Identification of a novel fold type in CPA/AT transporters by ab-initio structure prediction

Abstract

AbstractMembers of the CPA/AT transporter superfamily show significant structural variability. All previously known members consist of an inverted duplicated repeat unit that folds into two separate domains, the core and the scaffold domain. Crucial for its transporting function, the central helix in the core domain is a noncanonical transmembrane helix, which can either be in the form of a broken helix or a reentrant helix. Here, we expand the structural knowledge of the CPA/AT family by using contact-prediction-based protein modelling. We show that the N-terminal domains of the Pfam families; PSE (Cons_hypoth698 PF03601), Lysine exporter (PF03956) and LrgB (PF04172) families have a previously unseen reentrant-helix-reentrant fold.

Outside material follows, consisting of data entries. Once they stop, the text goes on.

/* src/client/router/src/route/tests.rs */

use std::collections::BTreeMap;
use std::sync::Arc;

use super::*;
use crate::console::{console_routes, legacy_console_routes};
use crate::view::{ViewFuture, ViewModule, ViewSource};

struct EchoSource;

impl ViewSource for EchoSource {
  fn fetch(&self, chunk: &str) -> ViewFuture {
    let view = ViewModule::new(chunk, format!("<{chunk}/>"));
    Box::pin(async move { Ok(view) })
  }
}

fn source() -> Arc<dyn ViewSource> {
  Arc::new(EchoSource)
}

fn loader() -> ViewLoaderFn {
  Arc::new(|| -> ViewFuture { Box::pin(async { Ok(ViewModule::new("x", "")) }) })
}

const CONSOLE_PATHS: &[&str] = &[
  "/",
  "/device/configuration",
  "/device/network",
  "/device/db",
  "/iocs/manage",
  "/iocs/misp",
  "/iocs/search",
  "/whitelist/manage",
  "/whitelist/search",
];

#[test]
fn every_console_path_resolves_to_itself() {
  let table = console_routes(&source()).build().unwrap();
  assert_eq!(table.len(), CONSOLE_PATHS.len());
  for (idx, path) in CONSOLE_PATHS.iter().enumerate() {
    let matched = table.resolve(path).unwrap();
    assert_eq!(matched.path, *path);
    assert_eq!(matched.id.index(), idx);
  }
}

#[test]
fn unregistered_path_is_not_found() {
  let table = console_routes(&source()).build().unwrap();
  for path in [
    "/iocs",
    "/device/configuration/extra",
    "/whitelist/delete",
    "/nope",
    "",
    "//",
    "iocs/manage",
    "device/db/",
  ] {
    assert_eq!(table.resolve(path), Err(RouteError::NotFound { path: path.to_string() }));
  }
}

#[test]
fn path_not_name_governs_exact_navigation() {
  let table = legacy_console_routes(&source()).build().unwrap();
  let manage = table.resolve("/iocs/manage").unwrap();
  let misp = table.resolve("/iocs/misp").unwrap();

  assert_eq!(manage.path, "/iocs/manage");
  assert_eq!(misp.path, "/iocs/misp");
  assert_eq!(manage.name, misp.name);
  assert_ne!(manage.id, misp.id);
}

#[test]
fn strict_builder_rejects_duplicate_names() {
  let strict = RouteTable::builder()
    .route(RouteEntry::new("/iocs/manage", "iocs-manage", loader()))
    .route(RouteEntry::new("/iocs/misp", "iocs-manage", loader()))
    .build();
  assert_eq!(
    strict.unwrap_err(),
    RouteError::DuplicateName {
      name: "iocs-manage".into(),
      first: "/iocs/manage".into(),
      second: "/iocs/misp".into(),
    }
  );
}

#[test]
fn lenient_table_refuses_to_guess_duplicate_names() {
  let table = legacy_console_routes(&source()).build().unwrap();
  match table.by_name("iocs-manage") {
    Err(RouteError::AmbiguousName { paths, .. }) => {
      assert_eq!(paths, vec!["/iocs/manage".to_string(), "/iocs/misp".to_string()]);
    }
    other => panic!("expected AmbiguousName, got {other:?}"),
  }
  // Unique names still work in lenient mode
  let (id, entry) = table.by_name("iocs-search").unwrap();
  assert_eq!(entry.path, "/iocs/search");
  assert_eq!(id.index(), 6);
}

#[test]
fn unknown_name() {
  let table = console_routes(&source()).build().unwrap();
  assert_eq!(
    table.by_name("settings").unwrap_err(),
    RouteError::UnknownName { name: "settings".into() }
  );
}

#[test]
fn first_entry_wins_on_duplicate_paths() {
  let table = RouteTable::builder()
    .route(RouteEntry::new("/device/db", "db-a", loader()))
    .route(RouteEntry::new("/device/db", "db-b", loader()))
    .build()
    .unwrap();
  assert_eq!(table.resolve("/device/db").unwrap().name, "db-a");
}

#[test]
fn invalid_path_fails_construction() {
  let err = RouteTable::builder().route(RouteEntry::new("device/db", "db", loader())).build();
  assert_eq!(err.unwrap_err(), RouteError::InvalidPath { path: "device/db".into() });
}

#[test]
fn resolve_url_strips_base_query_and_fragment() {
  let table = console_routes(&source()).base("/console").build().unwrap();
  let matched = table.resolve_url("/console/iocs/search?q=evil.example&type=domain#results").unwrap();
  assert_eq!(matched.path, "/iocs/search");
  assert_eq!(matched.props.get("q").map(String::as_str), Some("evil.example"));
  assert_eq!(matched.props.get("type").map(String::as_str), Some("domain"));
}

#[test]
fn resolve_url_outside_base_is_not_found() {
  let table = console_routes(&source()).base("/console/").build().unwrap();
  assert_eq!(
    table.resolve_url("/iocs/search").unwrap_err(),
    RouteError::NotFound { path: "/iocs/search".into() }
  );
  assert_eq!(table.resolve_url("/console").unwrap().name, "default");
}

#[test]
fn query_is_dropped_without_props_from_query() {
  let table = RouteTable::builder()
    .route(RouteEntry::new("/device/db", "db-manage", loader()))
    .build()
    .unwrap();
  let matched = table.resolve_url("/device/db?page=2").unwrap();
  assert!(matched.props.is_empty());
}

#[test]
fn query_values_are_percent_decoded() {
  let table = console_routes(&source()).build().unwrap();
  let matched = table.resolve_url("/whitelist/search?q=a%20b+c").unwrap();
  assert_eq!(matched.props["q"], "a b c");
}

#[test]
fn path_params_win_over_query_pairs() {
  let table = RouteTable::builder()
    .route(RouteEntry::new("/iocs/:id", "ioc", loader()).props(true))
    .build()
    .unwrap();
  let matched = table.resolve_url("/iocs/7?id=9&tag=c2").unwrap();
  assert_eq!(matched.params["id"], "7");
  assert_eq!(matched.props["id"], "7");
  assert_eq!(matched.props["tag"], "c2");
}

#[test]
fn href_builds_full_url() {
  let table = RouteTable::builder()
    .base("/console/")
    .route(RouteEntry::new("/", "default", loader()))
    .route(RouteEntry::new("/iocs/:id", "ioc", loader()))
    .build()
    .unwrap();

  let mut params = BTreeMap::new();
  params.insert("id".to_string(), "12".to_string());
  assert_eq!(table.href("ioc", &params).unwrap(), "/console/iocs/12");
  assert_eq!(table.href("default", &BTreeMap::new()).unwrap(), "/console/");
  assert_eq!(
    table.href("ioc", &BTreeMap::new()).unwrap_err(),
    RouteError::MissingParam { name: "ioc".into(), param: "id".into() }
  );
  assert_eq!(table.params_of("ioc").unwrap(), vec!["id".to_string()]);
}

#[test]
fn entries_iterate_in_table_order() {
  let table = console_routes(&source()).build().unwrap();
  let paths: Vec<&str> = table.entries().map(|(_, e)| e.path.as_str()).collect();
  assert_eq!(paths, CONSOLE_PATHS);
  assert!(table.entries().all(|(_, e)| e.props_from_query));
}

#[test]
fn href_encodes_params_that_resolve_back() {
  let table = RouteTable::builder()
    .route(RouteEntry::new("/iocs/:indicator", "ioc-detail", loader()).props(true))
    .route(RouteEntry::new("/iocs/search", "iocs-search", loader()))
    .base("/console")
    .build()
    .unwrap();
  let params = BTreeMap::from([("indicator".to_string(), "evil.example/path?x=1%".to_string())]);
  let url = table.href("ioc-detail", &params).unwrap();
  assert_eq!(url, "/console/iocs/evil.example%2Fpath%3Fx%3D1%25");
  let matched = table.resolve_url(&url).unwrap();
  assert_eq!(matched.name, "ioc-detail");
  assert_eq!(matched.params, params);
  assert_eq!(matched.props, params);
}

The close homology between PSE and the Sodium-citrate symporter (2HCT) suggests that the new fold originates from the truncation of an ancestral reentrant protein, caused by the loss of the C-terminal reentrant helix. To compensate for the lost reentrant helix one external loop moves into the membrane to form the second reentrant helix, highlighting the adaptability of the CPA/AT transporters. This study also demonstrates that the most recent deep-learning-based modelling methods have become a useful tool to gain biologically relevant structural, evolutionary and functional insights about protein families.